§ WHAT YOU NEED TO DO: Copy out each line of the data that includes the string "CheckpointManager".

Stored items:

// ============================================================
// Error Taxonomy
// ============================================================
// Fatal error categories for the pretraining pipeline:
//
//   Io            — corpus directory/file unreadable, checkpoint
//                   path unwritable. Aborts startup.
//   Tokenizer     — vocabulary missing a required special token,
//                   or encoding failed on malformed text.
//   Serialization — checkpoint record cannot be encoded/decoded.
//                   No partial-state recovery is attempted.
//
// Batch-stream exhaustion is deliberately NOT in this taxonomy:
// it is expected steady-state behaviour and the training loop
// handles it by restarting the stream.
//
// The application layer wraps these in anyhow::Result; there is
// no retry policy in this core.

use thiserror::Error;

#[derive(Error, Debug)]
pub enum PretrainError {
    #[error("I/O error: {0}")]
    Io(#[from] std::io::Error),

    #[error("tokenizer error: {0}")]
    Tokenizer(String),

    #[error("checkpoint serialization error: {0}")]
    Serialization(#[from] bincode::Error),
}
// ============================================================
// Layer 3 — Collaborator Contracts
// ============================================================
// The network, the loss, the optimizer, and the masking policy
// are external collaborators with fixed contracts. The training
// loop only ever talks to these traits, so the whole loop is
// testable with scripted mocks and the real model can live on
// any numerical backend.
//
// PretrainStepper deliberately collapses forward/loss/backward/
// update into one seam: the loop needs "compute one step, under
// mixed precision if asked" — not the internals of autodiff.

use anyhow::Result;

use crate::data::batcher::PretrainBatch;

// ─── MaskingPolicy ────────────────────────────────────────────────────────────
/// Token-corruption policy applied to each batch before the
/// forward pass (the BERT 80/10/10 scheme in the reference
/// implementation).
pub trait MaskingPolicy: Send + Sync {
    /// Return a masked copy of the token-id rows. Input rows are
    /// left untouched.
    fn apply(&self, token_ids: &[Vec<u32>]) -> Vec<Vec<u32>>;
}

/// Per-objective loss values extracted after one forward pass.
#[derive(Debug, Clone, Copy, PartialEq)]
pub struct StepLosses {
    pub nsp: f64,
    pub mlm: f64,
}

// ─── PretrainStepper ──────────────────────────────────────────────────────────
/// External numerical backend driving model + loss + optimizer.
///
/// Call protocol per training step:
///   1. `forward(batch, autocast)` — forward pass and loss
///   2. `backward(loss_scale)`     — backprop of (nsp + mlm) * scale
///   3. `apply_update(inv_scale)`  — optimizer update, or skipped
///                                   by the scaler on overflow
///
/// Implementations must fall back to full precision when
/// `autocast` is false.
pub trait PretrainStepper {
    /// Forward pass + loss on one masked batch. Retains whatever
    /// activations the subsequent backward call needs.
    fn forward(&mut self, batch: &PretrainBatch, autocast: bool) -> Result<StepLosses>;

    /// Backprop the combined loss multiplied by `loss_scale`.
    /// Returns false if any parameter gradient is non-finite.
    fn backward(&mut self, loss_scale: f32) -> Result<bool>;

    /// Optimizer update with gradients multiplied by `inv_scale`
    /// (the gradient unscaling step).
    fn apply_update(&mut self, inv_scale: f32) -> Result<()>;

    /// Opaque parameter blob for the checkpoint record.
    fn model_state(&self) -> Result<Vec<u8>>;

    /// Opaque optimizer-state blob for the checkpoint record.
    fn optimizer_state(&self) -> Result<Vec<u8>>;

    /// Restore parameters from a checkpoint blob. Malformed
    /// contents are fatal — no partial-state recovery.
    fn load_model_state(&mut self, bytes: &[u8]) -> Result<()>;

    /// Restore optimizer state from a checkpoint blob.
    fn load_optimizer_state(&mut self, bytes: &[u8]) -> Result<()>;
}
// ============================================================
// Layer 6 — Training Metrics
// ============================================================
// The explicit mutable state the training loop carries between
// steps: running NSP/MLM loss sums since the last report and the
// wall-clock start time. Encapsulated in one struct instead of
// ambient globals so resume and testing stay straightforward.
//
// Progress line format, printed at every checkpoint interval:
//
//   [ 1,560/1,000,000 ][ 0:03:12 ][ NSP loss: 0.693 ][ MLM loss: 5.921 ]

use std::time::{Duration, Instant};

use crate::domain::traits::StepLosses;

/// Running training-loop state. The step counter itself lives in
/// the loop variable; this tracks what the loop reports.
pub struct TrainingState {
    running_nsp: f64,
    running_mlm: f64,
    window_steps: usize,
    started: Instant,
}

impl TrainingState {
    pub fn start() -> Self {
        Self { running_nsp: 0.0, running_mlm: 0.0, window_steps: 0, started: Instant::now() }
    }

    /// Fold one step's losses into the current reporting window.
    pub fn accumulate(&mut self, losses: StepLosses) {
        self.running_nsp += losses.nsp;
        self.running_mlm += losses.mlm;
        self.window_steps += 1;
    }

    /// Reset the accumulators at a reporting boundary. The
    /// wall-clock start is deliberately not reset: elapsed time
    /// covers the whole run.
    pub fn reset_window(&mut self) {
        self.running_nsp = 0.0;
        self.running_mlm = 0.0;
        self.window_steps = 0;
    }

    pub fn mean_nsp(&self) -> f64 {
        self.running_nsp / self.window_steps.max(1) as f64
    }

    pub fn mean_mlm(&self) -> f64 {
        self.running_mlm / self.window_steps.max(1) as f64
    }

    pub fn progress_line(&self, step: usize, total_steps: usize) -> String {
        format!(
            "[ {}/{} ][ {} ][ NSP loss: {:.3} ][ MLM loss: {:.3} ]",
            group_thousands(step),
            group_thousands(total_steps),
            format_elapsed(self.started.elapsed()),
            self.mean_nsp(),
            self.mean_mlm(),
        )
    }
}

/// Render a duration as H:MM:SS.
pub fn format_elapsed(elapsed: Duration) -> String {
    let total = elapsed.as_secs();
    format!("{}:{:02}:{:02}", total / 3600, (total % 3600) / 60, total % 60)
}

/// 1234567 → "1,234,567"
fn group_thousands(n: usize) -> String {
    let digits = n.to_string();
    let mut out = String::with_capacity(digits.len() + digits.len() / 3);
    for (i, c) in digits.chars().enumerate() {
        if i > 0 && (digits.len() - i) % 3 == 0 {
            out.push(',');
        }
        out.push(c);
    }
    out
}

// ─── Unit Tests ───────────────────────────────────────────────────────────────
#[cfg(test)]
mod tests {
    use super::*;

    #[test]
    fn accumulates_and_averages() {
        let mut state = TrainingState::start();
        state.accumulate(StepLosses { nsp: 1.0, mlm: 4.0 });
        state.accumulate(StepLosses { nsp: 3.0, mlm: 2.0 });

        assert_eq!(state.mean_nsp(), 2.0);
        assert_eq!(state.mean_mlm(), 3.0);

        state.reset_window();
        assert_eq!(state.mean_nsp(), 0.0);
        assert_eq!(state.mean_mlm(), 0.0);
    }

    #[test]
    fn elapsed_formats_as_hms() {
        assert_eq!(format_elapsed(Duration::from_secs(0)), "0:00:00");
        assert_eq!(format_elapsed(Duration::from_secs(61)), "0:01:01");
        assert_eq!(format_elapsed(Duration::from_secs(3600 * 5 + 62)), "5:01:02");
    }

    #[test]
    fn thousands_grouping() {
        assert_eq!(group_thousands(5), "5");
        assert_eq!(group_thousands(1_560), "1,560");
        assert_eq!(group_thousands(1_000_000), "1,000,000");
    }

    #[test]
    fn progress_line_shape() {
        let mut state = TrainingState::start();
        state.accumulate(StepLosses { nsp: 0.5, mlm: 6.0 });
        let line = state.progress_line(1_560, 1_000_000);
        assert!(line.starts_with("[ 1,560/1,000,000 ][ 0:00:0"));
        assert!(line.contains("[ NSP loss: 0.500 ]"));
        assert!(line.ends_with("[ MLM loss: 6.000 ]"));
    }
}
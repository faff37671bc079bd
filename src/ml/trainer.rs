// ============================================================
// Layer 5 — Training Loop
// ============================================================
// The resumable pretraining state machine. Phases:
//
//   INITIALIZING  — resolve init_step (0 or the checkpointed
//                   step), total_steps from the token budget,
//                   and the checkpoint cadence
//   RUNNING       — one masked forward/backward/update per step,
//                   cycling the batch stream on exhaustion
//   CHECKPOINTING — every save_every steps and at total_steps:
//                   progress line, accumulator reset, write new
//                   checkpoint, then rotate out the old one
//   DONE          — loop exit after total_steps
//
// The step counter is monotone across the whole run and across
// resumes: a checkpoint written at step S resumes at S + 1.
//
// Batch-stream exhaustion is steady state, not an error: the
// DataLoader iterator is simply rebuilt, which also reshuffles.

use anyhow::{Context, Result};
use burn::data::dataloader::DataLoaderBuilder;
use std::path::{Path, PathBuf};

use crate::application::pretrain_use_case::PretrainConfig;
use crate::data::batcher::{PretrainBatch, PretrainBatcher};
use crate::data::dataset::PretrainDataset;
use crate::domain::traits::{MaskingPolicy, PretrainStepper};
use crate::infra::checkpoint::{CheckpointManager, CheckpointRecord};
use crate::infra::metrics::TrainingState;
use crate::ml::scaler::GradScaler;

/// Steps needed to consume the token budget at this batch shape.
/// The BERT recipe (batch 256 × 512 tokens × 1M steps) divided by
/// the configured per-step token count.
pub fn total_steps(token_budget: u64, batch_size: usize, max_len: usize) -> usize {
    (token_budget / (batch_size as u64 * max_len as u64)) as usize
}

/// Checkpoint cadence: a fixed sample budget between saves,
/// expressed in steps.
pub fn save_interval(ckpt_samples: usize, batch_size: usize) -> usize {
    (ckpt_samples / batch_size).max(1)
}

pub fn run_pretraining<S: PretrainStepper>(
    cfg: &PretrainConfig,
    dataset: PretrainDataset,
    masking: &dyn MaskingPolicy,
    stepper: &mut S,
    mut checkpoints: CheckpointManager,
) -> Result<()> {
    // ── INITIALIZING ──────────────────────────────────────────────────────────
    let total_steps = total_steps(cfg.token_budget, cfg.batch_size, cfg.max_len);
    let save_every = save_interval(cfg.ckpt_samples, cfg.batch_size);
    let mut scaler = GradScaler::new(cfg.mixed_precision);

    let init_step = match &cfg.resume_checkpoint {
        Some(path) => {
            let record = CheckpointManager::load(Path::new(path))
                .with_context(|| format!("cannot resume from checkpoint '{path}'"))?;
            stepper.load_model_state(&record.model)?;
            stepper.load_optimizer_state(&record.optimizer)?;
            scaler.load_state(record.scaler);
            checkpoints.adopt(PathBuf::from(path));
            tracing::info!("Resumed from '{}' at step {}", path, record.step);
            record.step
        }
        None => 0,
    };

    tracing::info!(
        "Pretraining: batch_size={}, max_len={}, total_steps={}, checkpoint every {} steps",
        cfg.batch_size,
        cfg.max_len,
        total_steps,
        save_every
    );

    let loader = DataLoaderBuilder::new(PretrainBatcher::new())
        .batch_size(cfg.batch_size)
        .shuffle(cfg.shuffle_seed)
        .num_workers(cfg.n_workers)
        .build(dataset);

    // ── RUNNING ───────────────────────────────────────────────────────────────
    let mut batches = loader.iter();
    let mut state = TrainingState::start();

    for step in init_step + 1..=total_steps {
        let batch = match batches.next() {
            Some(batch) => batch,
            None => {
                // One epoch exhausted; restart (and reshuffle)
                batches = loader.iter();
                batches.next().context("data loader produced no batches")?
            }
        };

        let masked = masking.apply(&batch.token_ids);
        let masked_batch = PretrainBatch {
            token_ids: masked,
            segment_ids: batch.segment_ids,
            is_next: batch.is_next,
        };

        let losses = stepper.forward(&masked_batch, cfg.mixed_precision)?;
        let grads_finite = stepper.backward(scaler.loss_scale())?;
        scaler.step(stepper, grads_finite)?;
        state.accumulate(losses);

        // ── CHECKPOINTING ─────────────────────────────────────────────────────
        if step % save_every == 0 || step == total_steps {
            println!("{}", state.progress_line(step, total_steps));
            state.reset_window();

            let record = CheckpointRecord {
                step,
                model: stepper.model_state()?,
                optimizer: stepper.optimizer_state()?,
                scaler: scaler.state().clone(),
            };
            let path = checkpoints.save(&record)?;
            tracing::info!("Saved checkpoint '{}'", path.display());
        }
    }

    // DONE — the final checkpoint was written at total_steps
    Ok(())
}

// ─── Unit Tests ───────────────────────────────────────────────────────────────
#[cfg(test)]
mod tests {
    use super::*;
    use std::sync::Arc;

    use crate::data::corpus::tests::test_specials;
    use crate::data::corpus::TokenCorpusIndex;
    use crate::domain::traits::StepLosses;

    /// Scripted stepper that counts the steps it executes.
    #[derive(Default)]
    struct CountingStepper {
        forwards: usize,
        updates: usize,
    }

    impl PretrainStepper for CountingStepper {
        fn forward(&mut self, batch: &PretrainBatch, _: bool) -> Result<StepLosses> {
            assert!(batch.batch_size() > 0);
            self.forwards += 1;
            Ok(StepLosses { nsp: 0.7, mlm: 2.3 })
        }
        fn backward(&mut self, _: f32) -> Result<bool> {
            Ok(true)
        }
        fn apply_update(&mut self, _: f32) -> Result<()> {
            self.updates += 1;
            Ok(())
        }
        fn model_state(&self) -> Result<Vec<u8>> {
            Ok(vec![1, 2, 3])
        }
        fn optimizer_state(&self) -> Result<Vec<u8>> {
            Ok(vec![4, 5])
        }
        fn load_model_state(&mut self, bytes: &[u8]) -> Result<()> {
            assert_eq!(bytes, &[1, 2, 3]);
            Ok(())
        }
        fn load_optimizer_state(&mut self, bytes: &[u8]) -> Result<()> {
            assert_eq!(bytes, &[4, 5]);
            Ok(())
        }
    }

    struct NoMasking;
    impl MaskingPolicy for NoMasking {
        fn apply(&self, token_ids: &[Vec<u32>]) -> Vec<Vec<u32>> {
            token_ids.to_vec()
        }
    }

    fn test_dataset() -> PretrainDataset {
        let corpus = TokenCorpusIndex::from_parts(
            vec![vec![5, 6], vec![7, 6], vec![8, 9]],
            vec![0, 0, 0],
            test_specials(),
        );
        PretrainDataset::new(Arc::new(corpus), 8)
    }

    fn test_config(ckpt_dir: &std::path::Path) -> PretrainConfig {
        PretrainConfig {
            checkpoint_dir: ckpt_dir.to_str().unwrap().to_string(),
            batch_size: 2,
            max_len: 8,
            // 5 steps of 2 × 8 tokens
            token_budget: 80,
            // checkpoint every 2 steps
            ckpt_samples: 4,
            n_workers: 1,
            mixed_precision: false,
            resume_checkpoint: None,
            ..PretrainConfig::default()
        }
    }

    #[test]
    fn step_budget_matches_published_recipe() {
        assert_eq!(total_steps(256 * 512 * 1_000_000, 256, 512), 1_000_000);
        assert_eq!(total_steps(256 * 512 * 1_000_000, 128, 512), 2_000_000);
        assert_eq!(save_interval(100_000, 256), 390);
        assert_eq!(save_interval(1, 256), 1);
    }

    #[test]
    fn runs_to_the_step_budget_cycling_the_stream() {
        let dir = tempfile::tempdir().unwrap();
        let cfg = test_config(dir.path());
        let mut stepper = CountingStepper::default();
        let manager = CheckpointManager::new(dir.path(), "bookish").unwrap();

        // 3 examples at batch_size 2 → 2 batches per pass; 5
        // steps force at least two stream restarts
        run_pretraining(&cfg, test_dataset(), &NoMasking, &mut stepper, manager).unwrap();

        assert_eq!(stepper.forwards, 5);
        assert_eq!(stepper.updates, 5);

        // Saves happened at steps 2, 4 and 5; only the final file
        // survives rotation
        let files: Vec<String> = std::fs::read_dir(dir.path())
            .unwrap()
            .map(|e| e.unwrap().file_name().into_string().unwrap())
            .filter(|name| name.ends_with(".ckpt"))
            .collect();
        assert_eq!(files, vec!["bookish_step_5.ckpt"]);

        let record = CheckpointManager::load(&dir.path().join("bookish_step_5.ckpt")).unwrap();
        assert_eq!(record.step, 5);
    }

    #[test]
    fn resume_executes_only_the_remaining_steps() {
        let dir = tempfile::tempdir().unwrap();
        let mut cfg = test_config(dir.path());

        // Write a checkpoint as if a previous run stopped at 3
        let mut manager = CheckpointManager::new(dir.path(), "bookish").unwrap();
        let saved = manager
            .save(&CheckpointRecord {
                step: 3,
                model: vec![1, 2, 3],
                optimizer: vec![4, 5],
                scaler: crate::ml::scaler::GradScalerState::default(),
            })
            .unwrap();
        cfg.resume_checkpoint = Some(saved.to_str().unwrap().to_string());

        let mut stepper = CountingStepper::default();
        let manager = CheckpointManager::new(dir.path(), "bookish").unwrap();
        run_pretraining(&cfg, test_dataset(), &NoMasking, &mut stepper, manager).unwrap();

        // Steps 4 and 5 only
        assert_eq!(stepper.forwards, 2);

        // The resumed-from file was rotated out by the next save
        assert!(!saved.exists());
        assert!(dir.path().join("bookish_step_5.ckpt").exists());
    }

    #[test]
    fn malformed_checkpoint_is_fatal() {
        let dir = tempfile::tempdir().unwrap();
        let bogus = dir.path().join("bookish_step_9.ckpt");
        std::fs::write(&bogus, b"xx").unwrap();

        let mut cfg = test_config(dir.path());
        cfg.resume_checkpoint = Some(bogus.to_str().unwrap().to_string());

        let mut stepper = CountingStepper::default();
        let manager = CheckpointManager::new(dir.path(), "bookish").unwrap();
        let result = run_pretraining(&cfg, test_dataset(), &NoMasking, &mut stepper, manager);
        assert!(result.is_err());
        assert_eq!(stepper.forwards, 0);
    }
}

§ WRITTEN RESPONSE:
use crate::infra::checkpoint::{CheckpointManager, CheckpointRecord};
    mut checkpoints: CheckpointManager,
            let record = CheckpointManager::load(Path::new(path))
        let manager = CheckpointManager::new(dir.path(), "bookish").unwrap();
        let record = CheckpointManager::load(&dir.path().join("bookish_step_5.ckpt")).unwrap();
        let mut manager = CheckpointManager::new(dir.path(), "bookish").unwrap();
        let manager = CheckpointManager::new(dir.path(), "bookish").unwrap();
        let manager = CheckpointManager::new(dir.path(), "bookish").unwrap();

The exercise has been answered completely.